YOUR ASSIGNMENT ▸
Scan the records below and copy every line that contains the string "pending".

GIVEN DATA ▸
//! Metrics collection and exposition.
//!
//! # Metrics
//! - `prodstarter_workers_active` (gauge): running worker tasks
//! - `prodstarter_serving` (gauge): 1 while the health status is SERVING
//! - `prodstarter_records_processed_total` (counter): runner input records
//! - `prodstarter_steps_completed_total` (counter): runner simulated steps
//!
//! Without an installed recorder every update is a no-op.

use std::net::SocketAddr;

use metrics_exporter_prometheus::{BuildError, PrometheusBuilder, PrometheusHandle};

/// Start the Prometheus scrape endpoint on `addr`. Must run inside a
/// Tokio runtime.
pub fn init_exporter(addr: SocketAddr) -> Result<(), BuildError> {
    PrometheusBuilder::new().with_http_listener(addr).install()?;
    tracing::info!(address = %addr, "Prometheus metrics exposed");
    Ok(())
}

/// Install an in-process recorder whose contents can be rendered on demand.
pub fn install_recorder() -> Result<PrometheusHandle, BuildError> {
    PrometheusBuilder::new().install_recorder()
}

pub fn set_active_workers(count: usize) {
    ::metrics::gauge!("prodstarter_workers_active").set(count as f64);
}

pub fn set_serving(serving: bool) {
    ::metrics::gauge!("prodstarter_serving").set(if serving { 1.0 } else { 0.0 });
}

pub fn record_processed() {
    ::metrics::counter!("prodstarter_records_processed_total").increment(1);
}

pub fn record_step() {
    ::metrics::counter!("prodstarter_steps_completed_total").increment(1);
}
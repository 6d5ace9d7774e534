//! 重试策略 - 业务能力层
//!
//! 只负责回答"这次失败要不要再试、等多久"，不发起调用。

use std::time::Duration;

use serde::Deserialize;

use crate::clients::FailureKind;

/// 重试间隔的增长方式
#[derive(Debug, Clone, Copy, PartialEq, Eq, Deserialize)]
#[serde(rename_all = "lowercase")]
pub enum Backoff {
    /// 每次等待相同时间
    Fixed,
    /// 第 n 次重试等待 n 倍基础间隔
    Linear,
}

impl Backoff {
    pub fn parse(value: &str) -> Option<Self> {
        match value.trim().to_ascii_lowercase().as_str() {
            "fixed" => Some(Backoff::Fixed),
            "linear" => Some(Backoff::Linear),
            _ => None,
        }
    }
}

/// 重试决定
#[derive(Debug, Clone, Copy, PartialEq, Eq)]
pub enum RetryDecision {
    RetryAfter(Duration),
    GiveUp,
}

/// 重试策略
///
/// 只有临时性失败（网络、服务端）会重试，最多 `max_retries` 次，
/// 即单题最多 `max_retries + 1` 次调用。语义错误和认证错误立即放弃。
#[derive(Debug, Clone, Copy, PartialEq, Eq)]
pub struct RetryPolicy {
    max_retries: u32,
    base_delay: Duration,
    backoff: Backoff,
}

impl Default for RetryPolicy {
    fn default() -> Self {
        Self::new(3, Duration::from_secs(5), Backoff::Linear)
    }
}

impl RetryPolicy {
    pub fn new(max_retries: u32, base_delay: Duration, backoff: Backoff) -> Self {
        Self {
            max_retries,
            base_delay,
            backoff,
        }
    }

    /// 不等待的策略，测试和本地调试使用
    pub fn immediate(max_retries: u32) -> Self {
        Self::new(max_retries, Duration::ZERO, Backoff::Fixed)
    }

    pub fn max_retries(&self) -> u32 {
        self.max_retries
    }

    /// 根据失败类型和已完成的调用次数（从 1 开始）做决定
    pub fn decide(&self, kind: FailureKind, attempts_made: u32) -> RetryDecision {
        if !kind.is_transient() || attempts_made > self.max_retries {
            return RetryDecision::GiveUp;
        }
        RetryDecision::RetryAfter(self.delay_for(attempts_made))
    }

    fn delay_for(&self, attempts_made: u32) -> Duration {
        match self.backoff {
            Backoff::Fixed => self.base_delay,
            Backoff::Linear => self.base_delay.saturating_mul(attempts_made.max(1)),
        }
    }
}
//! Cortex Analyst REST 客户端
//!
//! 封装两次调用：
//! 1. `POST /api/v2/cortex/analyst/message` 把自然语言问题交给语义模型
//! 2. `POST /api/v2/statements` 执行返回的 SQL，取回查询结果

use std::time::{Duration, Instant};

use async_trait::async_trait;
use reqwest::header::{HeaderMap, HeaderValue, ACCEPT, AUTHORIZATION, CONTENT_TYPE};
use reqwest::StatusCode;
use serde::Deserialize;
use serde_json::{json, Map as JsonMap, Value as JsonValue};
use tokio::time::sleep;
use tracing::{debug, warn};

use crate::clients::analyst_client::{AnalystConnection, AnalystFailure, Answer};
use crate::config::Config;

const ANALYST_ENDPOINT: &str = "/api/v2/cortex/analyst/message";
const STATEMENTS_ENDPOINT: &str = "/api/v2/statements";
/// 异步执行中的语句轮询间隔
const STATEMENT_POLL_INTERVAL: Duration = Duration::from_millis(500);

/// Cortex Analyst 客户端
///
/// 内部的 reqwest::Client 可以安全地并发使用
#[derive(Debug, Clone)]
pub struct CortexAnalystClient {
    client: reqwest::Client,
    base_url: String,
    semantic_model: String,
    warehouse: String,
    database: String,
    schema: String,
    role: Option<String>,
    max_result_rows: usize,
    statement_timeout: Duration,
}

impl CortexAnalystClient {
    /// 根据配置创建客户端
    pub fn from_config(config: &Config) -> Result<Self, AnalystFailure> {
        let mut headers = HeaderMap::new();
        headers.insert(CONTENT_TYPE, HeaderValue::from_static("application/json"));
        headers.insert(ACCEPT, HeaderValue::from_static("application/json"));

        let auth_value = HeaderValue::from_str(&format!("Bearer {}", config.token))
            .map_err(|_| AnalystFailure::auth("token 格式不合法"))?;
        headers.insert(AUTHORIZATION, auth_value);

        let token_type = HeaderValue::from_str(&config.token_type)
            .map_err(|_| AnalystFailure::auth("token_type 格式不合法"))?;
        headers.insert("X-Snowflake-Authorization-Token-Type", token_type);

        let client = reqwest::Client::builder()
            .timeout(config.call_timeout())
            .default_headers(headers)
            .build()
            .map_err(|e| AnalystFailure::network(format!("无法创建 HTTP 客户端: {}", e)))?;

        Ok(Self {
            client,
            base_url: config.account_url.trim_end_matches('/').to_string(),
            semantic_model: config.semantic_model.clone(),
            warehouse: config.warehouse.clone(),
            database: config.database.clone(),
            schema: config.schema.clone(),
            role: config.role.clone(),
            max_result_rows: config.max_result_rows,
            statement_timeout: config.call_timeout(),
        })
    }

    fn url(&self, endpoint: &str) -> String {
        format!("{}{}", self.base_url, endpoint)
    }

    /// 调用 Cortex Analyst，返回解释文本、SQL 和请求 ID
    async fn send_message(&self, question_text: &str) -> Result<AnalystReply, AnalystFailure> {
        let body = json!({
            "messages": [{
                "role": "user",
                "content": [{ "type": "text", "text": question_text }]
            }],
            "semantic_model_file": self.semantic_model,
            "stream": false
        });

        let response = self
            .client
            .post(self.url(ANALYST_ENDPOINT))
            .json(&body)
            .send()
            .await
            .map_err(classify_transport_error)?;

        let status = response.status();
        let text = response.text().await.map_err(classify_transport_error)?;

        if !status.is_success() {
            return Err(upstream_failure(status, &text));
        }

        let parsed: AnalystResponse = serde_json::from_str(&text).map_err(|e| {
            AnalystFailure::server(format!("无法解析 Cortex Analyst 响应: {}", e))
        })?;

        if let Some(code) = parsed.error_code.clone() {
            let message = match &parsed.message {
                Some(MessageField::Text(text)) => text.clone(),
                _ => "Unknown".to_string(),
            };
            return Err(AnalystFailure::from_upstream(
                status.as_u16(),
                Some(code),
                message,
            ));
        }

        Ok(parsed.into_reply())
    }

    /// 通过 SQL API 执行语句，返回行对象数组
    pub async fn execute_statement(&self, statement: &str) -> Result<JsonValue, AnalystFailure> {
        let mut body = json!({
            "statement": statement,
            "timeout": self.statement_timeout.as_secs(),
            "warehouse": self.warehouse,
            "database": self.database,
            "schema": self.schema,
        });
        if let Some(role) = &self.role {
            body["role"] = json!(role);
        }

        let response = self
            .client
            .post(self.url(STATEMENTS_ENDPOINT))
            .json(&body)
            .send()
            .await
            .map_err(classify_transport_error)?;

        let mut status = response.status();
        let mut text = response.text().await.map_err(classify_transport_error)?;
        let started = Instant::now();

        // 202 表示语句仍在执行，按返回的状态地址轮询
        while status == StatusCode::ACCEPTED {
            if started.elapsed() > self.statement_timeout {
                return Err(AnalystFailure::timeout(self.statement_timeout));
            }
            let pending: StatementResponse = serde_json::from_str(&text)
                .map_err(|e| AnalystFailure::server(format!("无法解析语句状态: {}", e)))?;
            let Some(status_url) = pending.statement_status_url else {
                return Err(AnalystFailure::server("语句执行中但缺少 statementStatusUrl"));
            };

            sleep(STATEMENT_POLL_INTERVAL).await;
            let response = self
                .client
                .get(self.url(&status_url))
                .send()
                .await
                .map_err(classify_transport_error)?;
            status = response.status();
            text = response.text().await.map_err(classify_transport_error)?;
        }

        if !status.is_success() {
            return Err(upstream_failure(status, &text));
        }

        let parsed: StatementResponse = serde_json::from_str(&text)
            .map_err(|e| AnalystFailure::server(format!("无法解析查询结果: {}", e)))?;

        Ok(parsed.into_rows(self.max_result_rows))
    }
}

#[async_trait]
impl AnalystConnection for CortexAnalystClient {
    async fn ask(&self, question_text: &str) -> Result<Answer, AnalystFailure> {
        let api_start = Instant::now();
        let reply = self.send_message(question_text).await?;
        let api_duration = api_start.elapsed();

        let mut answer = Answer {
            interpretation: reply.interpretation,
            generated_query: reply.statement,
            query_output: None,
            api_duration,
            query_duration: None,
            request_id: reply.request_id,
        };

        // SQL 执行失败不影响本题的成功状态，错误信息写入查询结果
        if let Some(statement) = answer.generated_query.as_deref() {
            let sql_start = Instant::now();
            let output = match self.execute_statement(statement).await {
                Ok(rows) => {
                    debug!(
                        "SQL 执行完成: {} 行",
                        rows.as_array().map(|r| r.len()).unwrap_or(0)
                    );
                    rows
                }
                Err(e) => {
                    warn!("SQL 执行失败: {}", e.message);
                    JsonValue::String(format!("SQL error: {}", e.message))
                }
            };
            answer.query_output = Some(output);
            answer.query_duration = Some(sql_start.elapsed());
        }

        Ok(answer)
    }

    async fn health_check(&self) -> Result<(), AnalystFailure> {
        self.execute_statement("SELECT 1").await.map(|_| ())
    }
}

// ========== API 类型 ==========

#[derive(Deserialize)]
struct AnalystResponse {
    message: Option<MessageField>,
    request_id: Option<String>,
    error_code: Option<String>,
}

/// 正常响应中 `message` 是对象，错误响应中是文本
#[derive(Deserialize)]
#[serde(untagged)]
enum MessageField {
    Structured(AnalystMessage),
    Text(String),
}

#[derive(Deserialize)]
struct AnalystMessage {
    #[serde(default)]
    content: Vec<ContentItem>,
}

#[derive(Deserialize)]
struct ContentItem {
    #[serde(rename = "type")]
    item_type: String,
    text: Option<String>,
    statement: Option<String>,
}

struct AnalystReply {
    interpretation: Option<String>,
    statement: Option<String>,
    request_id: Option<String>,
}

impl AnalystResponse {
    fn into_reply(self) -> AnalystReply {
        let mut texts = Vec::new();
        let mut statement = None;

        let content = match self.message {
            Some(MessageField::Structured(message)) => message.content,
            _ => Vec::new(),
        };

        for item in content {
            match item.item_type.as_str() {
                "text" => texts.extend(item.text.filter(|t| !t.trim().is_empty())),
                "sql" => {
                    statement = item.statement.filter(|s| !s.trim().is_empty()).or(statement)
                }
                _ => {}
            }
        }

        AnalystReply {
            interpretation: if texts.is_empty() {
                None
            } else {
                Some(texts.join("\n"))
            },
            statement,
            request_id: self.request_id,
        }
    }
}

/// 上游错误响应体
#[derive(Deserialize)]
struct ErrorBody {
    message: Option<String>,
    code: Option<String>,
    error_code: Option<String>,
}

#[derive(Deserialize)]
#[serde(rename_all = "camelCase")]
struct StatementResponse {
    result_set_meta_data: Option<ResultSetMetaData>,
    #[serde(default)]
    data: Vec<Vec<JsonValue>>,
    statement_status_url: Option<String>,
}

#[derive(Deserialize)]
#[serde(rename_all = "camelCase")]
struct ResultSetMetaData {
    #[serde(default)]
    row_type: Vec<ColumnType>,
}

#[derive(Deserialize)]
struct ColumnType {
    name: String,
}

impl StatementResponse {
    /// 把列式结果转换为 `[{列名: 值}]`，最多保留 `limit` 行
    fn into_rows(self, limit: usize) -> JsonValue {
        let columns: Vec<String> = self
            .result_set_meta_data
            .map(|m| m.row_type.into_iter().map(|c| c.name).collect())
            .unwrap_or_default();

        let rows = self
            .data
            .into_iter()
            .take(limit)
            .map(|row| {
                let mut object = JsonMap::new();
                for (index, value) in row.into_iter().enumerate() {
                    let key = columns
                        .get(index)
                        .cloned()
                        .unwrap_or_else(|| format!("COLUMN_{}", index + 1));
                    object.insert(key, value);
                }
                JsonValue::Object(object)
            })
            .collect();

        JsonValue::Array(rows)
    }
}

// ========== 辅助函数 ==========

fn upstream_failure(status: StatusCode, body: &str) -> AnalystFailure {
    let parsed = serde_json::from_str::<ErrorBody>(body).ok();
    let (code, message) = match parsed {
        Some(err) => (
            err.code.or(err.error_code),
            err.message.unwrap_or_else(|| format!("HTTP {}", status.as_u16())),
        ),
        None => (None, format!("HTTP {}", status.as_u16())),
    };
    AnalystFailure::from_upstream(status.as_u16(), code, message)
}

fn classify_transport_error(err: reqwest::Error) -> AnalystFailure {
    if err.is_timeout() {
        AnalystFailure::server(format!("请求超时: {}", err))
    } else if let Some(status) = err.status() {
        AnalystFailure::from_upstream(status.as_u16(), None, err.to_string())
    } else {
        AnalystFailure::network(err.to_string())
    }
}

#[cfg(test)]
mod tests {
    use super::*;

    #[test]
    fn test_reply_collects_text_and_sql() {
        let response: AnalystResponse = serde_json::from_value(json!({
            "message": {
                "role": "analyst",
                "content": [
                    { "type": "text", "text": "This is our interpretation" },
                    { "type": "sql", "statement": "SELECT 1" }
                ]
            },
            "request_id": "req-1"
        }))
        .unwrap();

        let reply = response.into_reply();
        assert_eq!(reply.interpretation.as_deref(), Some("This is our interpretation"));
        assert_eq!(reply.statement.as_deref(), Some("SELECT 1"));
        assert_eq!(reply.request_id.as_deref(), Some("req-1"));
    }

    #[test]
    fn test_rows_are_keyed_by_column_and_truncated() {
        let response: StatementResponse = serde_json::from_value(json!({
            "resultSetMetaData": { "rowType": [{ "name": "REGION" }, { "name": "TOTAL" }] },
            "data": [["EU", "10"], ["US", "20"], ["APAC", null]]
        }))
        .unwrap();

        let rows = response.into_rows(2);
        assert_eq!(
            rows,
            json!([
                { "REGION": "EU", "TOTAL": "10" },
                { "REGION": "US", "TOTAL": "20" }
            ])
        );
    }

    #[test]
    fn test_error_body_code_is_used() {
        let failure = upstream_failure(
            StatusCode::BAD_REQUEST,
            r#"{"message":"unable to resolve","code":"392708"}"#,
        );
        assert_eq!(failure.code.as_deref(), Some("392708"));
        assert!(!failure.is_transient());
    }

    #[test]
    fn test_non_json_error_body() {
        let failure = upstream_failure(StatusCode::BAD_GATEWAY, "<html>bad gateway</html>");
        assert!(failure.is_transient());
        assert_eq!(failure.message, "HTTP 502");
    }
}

TASK RESPONSE ▸
            let pending: StatementResponse = serde_json::from_str(&text)
            let Some(status_url) = pending.statement_status_url else {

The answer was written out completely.